Nel corso delle ultime due decadi, sono state sviluppate numerose ricerche , prevalentemente sui salmonidi, focalizzate a valutare la possibilità di utilizzare sorgenti proteiche alternative alla farina di pesce, focalizzando l’attenzione su piante proteiche. Solo recentemente questo tipo di studi è stato esteso alle specie marine di interesse economico per l’acquacoltura mediterranea, quali spigola ed orata. I risultati   mostrano come la sostituzione parziale di proteine di sorgente marina con alcune proteine di origine vegetale, non influisce significativamente sulla crescita e sulla conversione da parte dei pesci (Francis et al., 2006). Allo stesso tempo, la sostituzione parziale di  olio di pesce con oli vegetali in mangimi per varie specie è stato l’obiettivo di progetti di ricerca comunitari (RAFOA-Q5RS-2000-30058, Quinto EU-FP), i cui risultati mostrerebbero che la sostituzione di elevate percentuali di FO con VO è possibile in mangimi destinati a specie quali salmone atlantico, trota iridea, orata, spigola, senza che la crescita o la conversione alimentare ne siano significativamente influenzate (Tibaldi et al., 2006).
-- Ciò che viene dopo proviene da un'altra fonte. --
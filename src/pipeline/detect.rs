//! Publication change detection.
//!
//! Compares each newly observed publication key with the last one. The first
//! observation only establishes a baseline; later observations signal a change
//! whenever the key differs.

use serde::{Deserialize, Serialize};

use crate::models::PublicationKey;

/// Outcome of feeding one publication key to the detector.
#[derive(Debug, Clone, PartialEq, Eq, Serialize, Deserialize)]
pub enum Detection {
    /// First observation; nothing to compare against
    Baseline(PublicationKey),
    /// Same key as the previous observation
    Unchanged,
    /// A new list superseded the previous one
    Changed {
        previous: PublicationKey,
        current: PublicationKey,
    },
}

impl Detection {
    /// Whether subscribers should be notified.
    pub fn is_change(&self) -> bool {
        matches!(self, Detection::Changed { .. })
    }
}

/// Two-state detector: uninitialized, or holding a baseline key.
#[derive(Debug, Clone, Default)]
pub struct ChangeDetector {
    baseline: Option<PublicationKey>,
}

impl ChangeDetector {
    pub fn new() -> Self {
        Self::default()
    }

    /// Last observed key, if any.
    pub fn baseline(&self) -> Option<&PublicationKey> {
        self.baseline.as_ref()
    }

    /// Record a newly observed key and report what happened.
    pub fn observe(&mut self, current: PublicationKey) -> Detection {
        match self.baseline.replace(current.clone()) {
            None => Detection::Baseline(current),
            Some(previous) if previous == current => Detection::Unchanged,
            Some(previous) => Detection::Changed { previous, current },
        }
    }
}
Tuttavia alcuni problemi possono verificarsi nel pesce, infatti la sostituzione di FO con VO aumenta l’incidenza di cataratta in salmone atlantico. Inoltre, alcuni parametri emetici suggeriscono che il pesce alimentato con dieta costituita da VO possa essere maggiormente sensibile allo stress. Molti studi condotti a questo proposito indicano come anche in assenza di un  apparente effetto sulle performance di crescita, una sostanziale sostituzione di proteine ed olio di pesce causa un certo numero di alterazioni metaboliche nei pesci rigorosamente carnivori, le quali possono alterare la qualità nutrizionale del pesce destinato al consumo umano. Si tratta di effetti ancora poco noti, tuttavia esiste evidenza che la composizione delle carni, l’adiposità e la distribuzione dei grassi in differenti organi e tessuti, può essere influenzata dalla qualità delle proteine della dieta. Inoltre una percentualmente elevata sostituzione di olio di pesce ha come conseguenza una riduzione nel livello di n-3 HUFA (Highly Unsaturated Fatty Acids) ed un aumento nel contenuto di n-6 PUFA (Poly Unsaturated Fatty Acids) nel filetto. Si tratta di un aspetto meno studiato nel caso di specie mediterranee, malgrado una importante sostituzione di olio e proteine di pesce con forme vegetali, pur non compromettendo, almeno nell'apparenza sperimentale, la crescita del pesce, potrebbe causare problemi alla salute del consumatore umano che verrebbe ad essere privato dell’atteso apporto di acidi grassi preziosi e ricercati proprio nella dieta a base di pesce (Tocher et al., 2000).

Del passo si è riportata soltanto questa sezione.